Progressive Refinement in GLL

The GLL Algorithm is one of those core concepts that can change how we do computation. It's phenomenally powerful. I believe we're just starting to see what it's capable of.

I plan to implement GLL, as soon as some of the support work is done. It's going to be a somewhat leisurely task. I'm taking a lot of notes. Currently, I'm using Instaparse to play around with the algorithm.

It's fantastic stuff, much more flexible as an idiom than, say, ANTLR. It is also much easier to write yourself into an exponential corner, and I find myself abusing regular expressions somewhat rather than torturing the grammar in other ways.

I think this is a consequence of GLL's strengths, which allow it to parse out well over data that is already in a nested structure. Using it for a shallower kind of pattern matching kills performance even in parallel execution, because at any point in matching a long string of related structures, it could encounter a context that would kill the whole chain of inquiry. If there is any possibility of ambiguous matching, this explodes even faster.

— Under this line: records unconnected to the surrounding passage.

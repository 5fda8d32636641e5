use crate::{compile_document, compile_to_html, display_text, CompileOptions, PLACEHOLDER_IMAGE_SRC};
use pagecraft_model::{Element, ElementTree, ElementType, PLACEHOLDER_TEXT};

fn node(id: &str, ty: ElementType, content: Option<&str>, children: Vec<ElementTree>) -> ElementTree {
    let mut element = Element::new(id, ty).with_parent("root");
    element.content = content.map(str::to_string);
    ElementTree::from_element(&element, children)
}

fn root(children: Vec<ElementTree>) -> ElementTree {
    ElementTree::from_element(&Element::new("root", ElementType::Div), children)
}

#[test]
fn test_compile_paragraph() {
    let tree = root(vec![node("p1", ElementType::P, Some("Hello"), vec![])]);
    let html = compile_to_html(&tree, CompileOptions::default());

    assert_eq!(
        html,
        r#"<div class="element-root"><p class="element-p1">Hello</p></div>"#
    );
}

#[test]
fn test_placeholder_content_falls_back() {
    let tree = root(vec![
        node("p", ElementType::P, Some(PLACEHOLDER_TEXT), vec![]),
        node("h", ElementType::H2, None, vec![]),
        node("b", ElementType::Button, Some(""), vec![]),
        node("s", ElementType::Span, None, vec![]),
    ]);
    let html = compile_to_html(&tree, CompileOptions::default());

    assert!(html.contains(r#"<p class="element-p">Paragraph text</p>"#));
    assert!(html.contains(r#"<h2 class="element-h">H2 Heading</h2>"#));
    assert!(html.contains(r#"<button class="element-b">Button</button>"#));
    assert!(html.contains(r#"<span class="element-s"></span>"#));
}

#[test]
fn test_display_text_only_strips_placeholder_once() {
    let tree = node("p", ElementType::P, Some("Intro: Double click to edit text"), vec![]);
    assert_eq!(display_text(&tree), "Intro: ");
}

#[test]
fn test_links_always_point_nowhere() {
    let tree = root(vec![node("a", ElementType::A, Some("Docs"), vec![])]);
    let html = compile_to_html(&tree, CompileOptions::default());

    assert!(html.contains(r##"<a class="element-a" href="#" target="_blank">Docs</a>"##));
}

#[test]
fn test_images_use_placeholder_source() {
    let tree = root(vec![node("i", ElementType::Img, Some("Image 1"), vec![])]);
    let html = compile_to_html(&tree, CompileOptions::default());

    assert!(html.contains(&format!(
        r#"<img class="element-i" src="{}" alt="Image">"#,
        PLACEHOLDER_IMAGE_SRC
    )));
    assert!(!html.contains("Image 1"));
}

#[test]
fn test_list_items_then_children() {
    let mut list = node(
        "l",
        ElementType::Ol,
        Some("List 1"),
        vec![node("li", ElementType::Li, Some("Nested"), vec![])],
    );
    list.list_items = Some(vec!["First".to_string(), "Second".to_string()]);
    let html = compile_to_html(&root(vec![list]), CompileOptions::default());

    let expected = concat!(
        r#"<ol class="element-l" style="list-style-type: decimal;">"#,
        r#"<li style="display: list-item; word-break: break-word; overflow-wrap: break-word;">First</li>"#,
        r#"<li style="display: list-item; word-break: break-word; overflow-wrap: break-word;">Second</li>"#,
        r#"<li class="element-li">Nested</li>"#,
        "</ol>"
    );
    assert!(html.contains(expected), "got: {}", html);
}

#[test]
fn test_empty_list_gets_fallback_items() {
    let mut list = node("u", ElementType::Ul, None, vec![]);
    list.list_items = Some(vec![]);
    let html = compile_to_html(&root(vec![list]), CompileOptions::default());

    assert!(html.contains(r#"style="list-style-type: disc;""#));
    assert!(html.contains(">List item 1</li>"));
    assert!(html.contains(">List item 2</li>"));
    assert!(html.contains(">List item 3</li>"));
}

#[test]
fn test_containers_do_not_emit_their_label() {
    let mut group = node("g", ElementType::Div, Some("Group 1"), vec![]);
    group.is_group = true;
    let html = compile_to_html(&root(vec![group]), CompileOptions::default());

    assert!(html.contains(r#"<div class="element-g"></div>"#));
    assert!(!html.contains("Group 1"));
}

#[test]
fn test_content_is_escaped() {
    let mut list = node("u", ElementType::Ul, None, vec![]);
    list.list_items = Some(vec!["a < b".to_string()]);
    let tree = root(vec![node("p", ElementType::P, Some("<script>"), vec![]), list]);
    let html = compile_to_html(&tree, CompileOptions::default());

    assert!(html.contains("&lt;script&gt;"));
    assert!(html.contains(">a &lt; b</li>"));
    assert!(!html.contains("<script>"));
}

#[test]
fn test_pretty_output_indents_children() {
    let tree = root(vec![node(
        "s",
        ElementType::Section,
        None,
        vec![node("p", ElementType::P, Some("Hi"), vec![])],
    )]);
    let options = CompileOptions {
        pretty: true,
        ..Default::default()
    };
    let html = compile_to_html(&tree, options);

    let expected = "<div class=\"element-root\">\n  <section class=\"element-s\">\n    <p class=\"element-p\">Hi</p>\n  </section>\n</div>\n";
    assert_eq!(html, expected);
}

#[test]
fn test_document_wrapper() {
    let doc = compile_document("p { color: red; }", "<p>Hi</p>");

    assert!(doc.starts_with("<!DOCTYPE html>\n<html lang=\"en\">"));
    assert!(doc.contains("<meta charset=\"UTF-8\">"));
    assert!(doc.contains("<title>Page Builder Export</title>"));
    assert!(doc.contains("<style>\np { color: red; }\n  </style>"));
    assert!(doc.contains("<div class=\"page-container\">\n<p>Hi</p>\n</div>"));
    assert!(doc.ends_with("</html>"));
}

An example of this kind of use is parsing a bunch of sentences and paragraphs into text, which is words and whitespace. Except if you encounter a special character you have to switch context completely; this last requirement makes most natural ways of writing the grammar fail.

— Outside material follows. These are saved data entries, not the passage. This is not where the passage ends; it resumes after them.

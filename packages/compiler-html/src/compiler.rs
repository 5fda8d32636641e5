use pagecraft_model::{ElementTree, ElementType, PLACEHOLDER_TEXT};

/// Image source emitted for every `img`; uploads are not part of a page
pub const PLACEHOLDER_IMAGE_SRC: &str = "https://via.placeholder.com/150";

const LIST_ITEM_STYLE: &str = "display: list-item; word-break: break-word; overflow-wrap: break-word;";

const FALLBACK_LIST_ITEMS: [&str; 3] = ["List item 1", "List item 2", "List item 3"];

/// Options for HTML compilation
#[derive(Debug, Clone)]
pub struct CompileOptions {
    /// Put every tag on its own indented line
    pub pretty: bool,
    /// Indentation string
    pub indent: String,
}

impl Default for CompileOptions {
    fn default() -> Self {
        Self {
            pretty: false,
            indent: "  ".to_string(),
        }
    }
}

struct Context {
    options: CompileOptions,
    depth: usize,
    buffer: String,
}

impl Context {
    fn new(options: CompileOptions) -> Self {
        Self {
            options,
            depth: 0,
            buffer: String::new(),
        }
    }

    fn add(&mut self, text: &str) {
        self.buffer.push_str(text);
    }

    fn add_line(&mut self, text: &str) {
        if self.options.pretty {
            self.add_indent();
        }
        self.add(text);
        if self.options.pretty {
            self.add("\n");
        }
    }

    fn add_indent(&mut self) {
        for _ in 0..self.depth {
            self.buffer.push_str(&self.options.indent);
        }
    }

    fn indent(&mut self) {
        self.depth += 1;
    }

    fn dedent(&mut self) {
        if self.depth > 0 {
            self.depth -= 1;
        }
    }

    fn get_output(self) -> String {
        self.buffer
    }
}

/// Class name tying an element's markup to its generated CSS rule
pub fn class_name(id: &str) -> String {
    format!("element-{}", id)
}

/// Compile a page tree to body markup
pub fn compile_to_html(tree: &ElementTree, options: CompileOptions) -> String {
    let mut ctx = Context::new(options);
    compile_element(tree, &mut ctx);
    ctx.get_output()
}

/// Wrap compiled CSS and body markup into a standalone document
pub fn compile_document(css: &str, html: &str) -> String {
    format!(
        r#"<!DOCTYPE html>
<html lang="en">
<head>
  <meta charset="UTF-8">
  <meta name="viewport" content="width=device-width, initial-scale=1.0">
  <title>Page Builder Export</title>
  <style>
{css}
  </style>
</head>
<body>
<div class="page-container">
{html}
</div>
</body>
</html>"#
    )
}

fn compile_element(element: &ElementTree, ctx: &mut Context) {
    let ty = element.element_type;
    let tag = ty.tag_name();
    let class = class_name(&element.id);

    match ty {
        ElementType::Img => {
            ctx.add_line(&format!(
                "<img class=\"{}\" src=\"{}\" alt=\"Image\">",
                class, PLACEHOLDER_IMAGE_SRC
            ));
        }

        ElementType::Ul | ElementType::Ol => {
            let marker = if ty == ElementType::Ul { "disc" } else { "decimal" };
            let open = format!(
                "<{} class=\"{}\" style=\"list-style-type: {};\">",
                tag, class, marker
            );
            let items: Vec<String> = match &element.list_items {
                Some(items) if !items.is_empty() => items.iter().map(|item| escape_html(item)).collect(),
                _ => FALLBACK_LIST_ITEMS.iter().map(|item| item.to_string()).collect(),
            };
            compile_tag(tag, &open, &items, &element.children, ctx);
        }

        ElementType::A => {
            let open = format!(
                "<a class=\"{}\" href=\"#\" target=\"_blank\">{}",
                class,
                escape_html(&display_text(element))
            );
            compile_tag(tag, &open, &[], &element.children, ctx);
        }

        _ if ty.is_text_bearing() => {
            let open = format!(
                "<{} class=\"{}\">{}",
                tag,
                class,
                escape_html(&display_text(element))
            );
            compile_tag(tag, &open, &[], &element.children, ctx);
        }

        // Containers, groups included, carry no text of their own
        _ => {
            let open = format!("<{} class=\"{}\">", tag, class);
            compile_tag(tag, &open, &[], &element.children, ctx);
        }
    }
}

/// `open` already holds the start tag and any inline text
fn compile_tag(tag: &str, open: &str, items: &[String], children: &[ElementTree], ctx: &mut Context) {
    let close = format!("</{}>", tag);

    if items.is_empty() && children.is_empty() {
        ctx.add_line(&format!("{}{}", open, close));
        return;
    }

    ctx.add_line(open);
    ctx.indent();

    for item in items {
        ctx.add_line(&format!("<li style=\"{}\">{}</li>", LIST_ITEM_STYLE, item));
    }
    for child in children {
        compile_element(child, ctx);
    }

    ctx.dedent();
    ctx.add_line(&close);
}

/// Content with the unedited placeholder removed, or the per-type fallback
pub fn display_text(element: &ElementTree) -> String {
    let cleaned = element
        .content
        .as_deref()
        .map(|content| content.replacen(PLACEHOLDER_TEXT, "", 1))
        .unwrap_or_default();

    if cleaned.is_empty() {
        placeholder_text(element.element_type)
    } else {
        cleaned
    }
}

fn placeholder_text(ty: ElementType) -> String {
    match ty {
        ElementType::P => "Paragraph text".to_string(),
        ElementType::A => "Link text".to_string(),
        ElementType::Button => "Button".to_string(),
        _ if ty.is_heading() => format!("{} Heading", ty.tag_name().to_uppercase()),
        _ => String::new(),
    }
}

fn escape_html(text: &str) -> String {
    text.replace('&', "&amp;")
        .replace('<', "&lt;")
        .replace('>', "&gt;")
        .replace('"', "&quot;")
        .replace('\'', "&#39;")
}
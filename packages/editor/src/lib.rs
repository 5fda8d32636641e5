//! # Pagecraft Editor
//!
//! Editing engine for Pagecraft pages.
//!
//! ## Architecture
//!
//! ```text
//! ┌─────────────────────────────────────────────┐
//! │ model: Element, ElementStyle, ElementTree   │
//! └─────────────────────────────────────────────┘
//!                     ↓
//! ┌─────────────────────────────────────────────┐
//! │ editor: Document + mutations                │
//! │  - Flat element map keyed by id             │
//! │  - Validated, all-or-nothing mutations      │
//! │  - Snapshot undo/redo                       │
//! │  - Tree view for rendering                  │
//! │  - Page load/save                           │
//! └─────────────────────────────────────────────┘
//!                     ↓
//! ┌─────────────────────────────────────────────┐
//! │ compilers: ElementTree → HTML, Element → CSS│
//! └─────────────────────────────────────────────┘
//! ```
//!
//! ## Core Principles
//!
//! 1. **The flat map is the source of truth**: the tree is derived on demand
//! 2. **Ids, not pointers**: children and parents reference each other by id
//! 3. **One mutation, one undo step**: refused mutations leave no trace
//!
//! ## Usage
//!
//! ```rust,ignore
//! use pagecraft_editor::{Document, JsonFileRepository, PageRepository};
//! use pagecraft_model::ElementType;
//!
//! let mut repo = JsonFileRepository::open("pages")?;
//! let page = repo.get("home")?;
//!
//! let mut doc = Document::new();
//! doc.open_page(&page);
//!
//! let id = doc.add_element(ElementType::P, None)?;
//! doc.update_element_content(&id, "Hello")?;
//! doc.undo();
//!
//! repo.save(&page.id, doc.elements())?;
//! let html = doc.generate_html();
//! ```

mod defaults;
mod document;
mod element_map;
mod errors;
mod mutations;
mod persistence;
mod tree_builder;
mod undo_stack;

pub use defaults::{default_content, default_list_items, default_style, seed_elements, DEFAULT_LIST_ITEMS};
pub use document::{Document, DocumentOptions};
pub use element_map::ElementMap;
pub use errors::{EditorError, PersistenceError};
pub use mutations::{Mutation, MutationContext, MutationError, MutationResult};
pub use persistence::{JsonFileRepository, MemoryRepository, Page, PageRepository};
pub use tree_builder::build_tree;
pub use undo_stack::{Snapshot, UndoStack};

// Re-export common types for convenience
pub use pagecraft_model::{Element, ElementId, ElementStyle, ElementTree, ElementType, StyleProperty};
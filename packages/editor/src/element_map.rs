//! # Element Map
//!
//! Flat, insertion-ordered storage for a page's elements. Structure is
//! expressed through ids (`children`, `parent_id`), so the map doubles as
//! an arena: no element owns another.

use std::collections::{HashMap, HashSet};

use pagecraft_model::{Element, ElementId, ElementType};
use serde::{Deserialize, Deserializer, Serialize, Serializer};
use tracing::warn;

#[derive(Debug, Clone, Default, PartialEq)]
pub struct ElementMap {
    by_id: HashMap<ElementId, Element>,
    order: Vec<ElementId>,
}

impl ElementMap {
    pub fn new() -> Self {
        Self::default()
    }

    /// Build from a persisted list. Later duplicates of an id are dropped.
    pub fn from_elements(elements: Vec<Element>) -> Self {
        let mut map = Self::new();
        for element in elements {
            if map.contains(&element.id) {
                warn!(element_id = %element.id, "Dropping duplicate element id");
                continue;
            }
            map.insert(element);
        }
        map
    }

    pub fn len(&self) -> usize {
        self.order.len()
    }

    pub fn is_empty(&self) -> bool {
        self.order.is_empty()
    }

    pub fn contains(&self, id: &str) -> bool {
        self.by_id.contains_key(id)
    }

    pub fn get(&self, id: &str) -> Option<&Element> {
        self.by_id.get(id)
    }

    pub fn get_mut(&mut self, id: &str) -> Option<&mut Element> {
        self.by_id.get_mut(id)
    }

    /// Insert or replace. New ids go to the end of the order.
    pub fn insert(&mut self, element: Element) {
        if !self.by_id.contains_key(&element.id) {
            self.order.push(element.id.clone());
        }
        self.by_id.insert(element.id.clone(), element);
    }

    pub fn remove(&mut self, id: &str) -> Option<Element> {
        let removed = self.by_id.remove(id)?;
        self.order.retain(|existing| existing != id);
        Some(removed)
    }

    pub fn remove_all(&mut self, ids: &HashSet<ElementId>) -> usize {
        let before = self.order.len();
        self.order.retain(|id| !ids.contains(id));
        self.by_id.retain(|id, _| !ids.contains(id));
        before - self.order.len()
    }

    /// Elements in insertion order
    pub fn iter(&self) -> impl Iterator<Item = &Element> {
        self.order.iter().filter_map(|id| self.by_id.get(id))
    }

    pub fn to_vec(&self) -> Vec<Element> {
        self.iter().cloned().collect()
    }

    pub fn count_where(&self, predicate: impl Fn(&Element) -> bool) -> usize {
        self.iter().filter(|element| predicate(element)).count()
    }

    pub fn count_of_type(&self, element_type: ElementType) -> usize {
        self.count_where(|element| element.element_type == element_type)
    }

    /// `id` plus every element reachable through `children`, in pre-order.
    /// Missing ids are skipped and each id is visited once.
    pub fn descendants(&self, id: &str) -> Vec<ElementId> {
        let mut seen = HashSet::new();
        let mut out = Vec::new();
        let mut stack = vec![id.to_string()];

        while let Some(current) = stack.pop() {
            if !seen.insert(current.clone()) {
                continue;
            }
            let Some(element) = self.by_id.get(&current) else {
                continue;
            };
            stack.extend(element.children.iter().rev().cloned());
            out.push(current);
        }

        out
    }

    /// True if `candidate` is `ancestor` itself or lies beneath it
    pub fn is_within(&self, ancestor: &str, candidate: &str) -> bool {
        self.descendants(ancestor).iter().any(|id| id == candidate)
    }
}

impl Serialize for ElementMap {
    fn serialize<S: Serializer>(&self, serializer: S) -> Result<S::Ok, S::Error> {
        serializer.collect_seq(self.iter())
    }
}

impl<'de> Deserialize<'de> for ElementMap {
    fn deserialize<D: Deserializer<'de>>(deserializer: D) -> Result<Self, D::Error> {
        Vec::<Element>::deserialize(deserializer).map(ElementMap::from_elements)
    }
}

An alternative would be progressive refinement. In Instaparse, the latest definition of a rule is used, and all earlier rules are ignored. My proposal, which I intend to use in my own work, is that multiple definitions of the same rule are tried sequentially against the data, after a successful parse.

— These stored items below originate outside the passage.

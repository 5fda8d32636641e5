use pagecraft_model::{Element, ElementStyle, ElementType, StyleProperty};
use tracing::debug;

/// Stylesheet emitted ahead of the per-element rules
pub const BASE_CSS: &str = r#"
/* Base styles for consistent text rendering */
* {
  box-sizing: border-box;
}

body {
  font-family: 'Arial', sans-serif;
  line-height: 1.5;
  color: #333;
  margin: 0;
  padding: 0;
}

.page-container {
  width: 100%;
  max-width: none !important;
}

h1 {
  font-size: 2rem;
  margin-bottom: 1rem;
}

h2 {
  font-size: 1.75rem;
  margin-bottom: 0.875rem;
}

h3 {
  font-size: 1.5rem;
  margin-bottom: 0.75rem;
}

p {
  font-size: 1rem;
  margin-bottom: 1rem;
}

a {
  color: #1890ff;
  text-decoration: none;
}

a:hover {
  text-decoration: underline;
}

button {
  font-size: 1rem;
  padding: 0.5rem 1rem;
  background-color: #212529;
  color: white;
  border: none;
  border-radius: 4px;
  cursor: pointer;
  width: 100%;
  text-align: center;
}

ul, ol {
  padding-left: 30px;
  margin-bottom: 1rem;
  list-style-position: outside;
  max-width: 100%;
  word-break: break-word;
  overflow-wrap: break-word;
}

li {
  max-width: 100%;
  word-break: break-word;
  overflow-wrap: break-word;
  margin-left: 0;
  display: list-item;
}

img {
  max-width: 100%;
  height: auto;
}
"#;

/// Borders the editor draws around selected or hovered elements
const SELECTION_BORDERS: [&str; 2] = ["1px dashed #1890ff", "2px solid #1890ff"];

const SELECTION_BACKGROUND: &str = "#1890ff";

/// Compile a page's flat element list to a stylesheet, one rule per element
pub fn compile_to_css(elements: &[Element]) -> String {
    let rules: Vec<String> = elements.iter().map(compile_rule).collect();
    debug!(rules = rules.len(), "Compiled element rules");

    format!("{}\n\n{}", BASE_CSS, rules.join("\n\n"))
}

/// `.element-<id> { ... }` for a single element
pub fn compile_rule(element: &Element) -> String {
    let style = export_style(element);
    let mut rule = format!(".element-{} {{\n", element.id);
    for (property, value) in style.iter() {
        rule.push_str(&format!("  {}: {};\n", property.css_name(), value));
    }
    rule.push('}');
    rule
}

/// The element's style without editing chrome, with per-type defaults filled in
pub fn export_style(element: &Element) -> ElementStyle {
    let mut style = element.style.clone();

    style.remove(StyleProperty::Outline);
    style.remove(StyleProperty::ZIndex);
    if style
        .get(StyleProperty::Border)
        .is_some_and(|border| SELECTION_BORDERS.contains(&border))
    {
        style.remove(StyleProperty::Border);
    }
    if style.get(StyleProperty::Background) == Some(SELECTION_BACKGROUND) {
        style.remove(StyleProperty::Background);
    }

    apply_type_defaults(element, &mut style);

    if style.contains(StyleProperty::FlexDirection) {
        style.set_if_absent(StyleProperty::Display, "flex");
    }

    style
}

fn apply_type_defaults(element: &Element, style: &mut ElementStyle) {
    let ty = element.element_type;

    if ty.is_container() {
        if element.children.is_empty() {
            style.set_if_absent(StyleProperty::MinHeight, "20px");
            style.set_if_absent(StyleProperty::MinWidth, "20px");
        }
        style.set_if_absent(StyleProperty::Padding, "4px");
    }

    match ty {
        ElementType::Ul | ElementType::Ol => {
            style.set_if_absent(StyleProperty::ListStylePosition, "outside");
            style.set_if_absent(StyleProperty::PaddingLeft, "30px");
            style.set_if_absent(StyleProperty::MaxWidth, "100%");
            style.set_if_absent(StyleProperty::WordBreak, "break-word");
            style.set_if_absent(StyleProperty::OverflowWrap, "break-word");
            let marker = if ty == ElementType::Ul { "disc" } else { "decimal" };
            style.set_if_absent(StyleProperty::ListStyleType, marker);
            style.set_if_absent(StyleProperty::Margin, "0 0 1rem 0");
        }

        ElementType::Li => {
            style.set_if_absent(StyleProperty::MaxWidth, "100%");
            style.set_if_absent(StyleProperty::WordBreak, "break-word");
            style.set_if_absent(StyleProperty::OverflowWrap, "break-word");
            style.set_if_absent(StyleProperty::MarginLeft, "0");
            style.set_if_absent(StyleProperty::Display, "list-item");
        }

        ElementType::Img => {
            style.set_if_absent(StyleProperty::Width, "150px");
            style.set_if_absent(StyleProperty::Height, "auto");
            style.set_if_absent(StyleProperty::ObjectFit, "contain");
        }

        ElementType::P => {
            style.set_if_absent(StyleProperty::FontSize, "1rem");
            style.set_if_absent(StyleProperty::Margin, "0 0 1rem 0");
        }

        ElementType::A => {
            style.set_if_absent(StyleProperty::Color, "#1890ff");
            style.set_if_absent(StyleProperty::TextDecoration, "none");
        }

        ElementType::Button => {
            style.set_if_absent(StyleProperty::Padding, "0.5rem 1rem");
            if !style.contains(StyleProperty::Background) {
                style.set_if_absent(StyleProperty::BackgroundColor, "#212529");
            }
            style.set_if_absent(StyleProperty::Color, "white");
            style.set_if_absent(StyleProperty::Border, "none");
            style.set_if_absent(StyleProperty::BorderRadius, "4px");
            style.set_if_absent(StyleProperty::Cursor, "pointer");
            style.set_if_absent(StyleProperty::Width, "100%");
            style.set_if_absent(StyleProperty::TextAlign, "center");
        }

        _ => {}
    }

    if let Some(level) = ty.heading_level() {
        let font_size = match level {
            1 => "2rem",
            2 => "1.75rem",
            3 => "1.5rem",
            4 => "1.25rem",
            5 => "1.1rem",
            _ => "1rem",
        };
        let margin = match level {
            1 => "0 0 1rem 0",
            2 => "0 0 0.875rem 0",
            3 => "0 0 0.75rem 0",
            _ => "0 0 0.5rem 0",
        };
        style.set_if_absent(StyleProperty::FontSize, font_size);
        style.set_if_absent(StyleProperty::Margin, margin);
        style.set_if_absent(StyleProperty::FontWeight, "bold");
    }
}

This would damage the arbitrarily-ordered nature of Instaparse grammars, in a sense. Instaparse still has to decide what to do with multiple definitions, and currently uses the last one provided.

This would just formalize something one can already do with Instaparse, which is to parse a string, flatten the area of interest back into a string, and re-parse that string into a new rule. Substitute your new parse for the old one (this is very easy), and you've done it.

Automating that into the grammar would allow one to grab large globs of identical data, switching context when necessary, then parse that data into shape in smaller pieces that don't have to worry about context boundaries.

It's a straightforward adaptation, being properly speaking a composition of the same function, insta/parse grammar, over a subset of the data returned by the first call.

Automated profiling

One neat thing about grammars is that you can run them backwards to generate compliant gibberish. As you'd expect, given the vast difference in magnitude between the set of valid input of a given length and the set of all input of that same length, it is quick to use Markov type rules to generate babble for even an intricate, ambigous grammar that would blow up trying to validate the output.

In fact, that's the point. One may envision, and I may even write, a tool that uses pseudorandom walks to generate longer and longer streams of valid gibberish, and try them against the grammar, looking for suspicious jumps in speed or number of possible parses. Even a naive tool, running on a remote server, would generate useful information while developing a parser. One may envision the tool dialing in where parses go ambigous, generating input accordingly, and alerting the user, or doing the same for square and cubic factors that show up.

If the validity of the babble is questionable, then one has identified permission within the grammer that one may wish to eliminate. It has potential.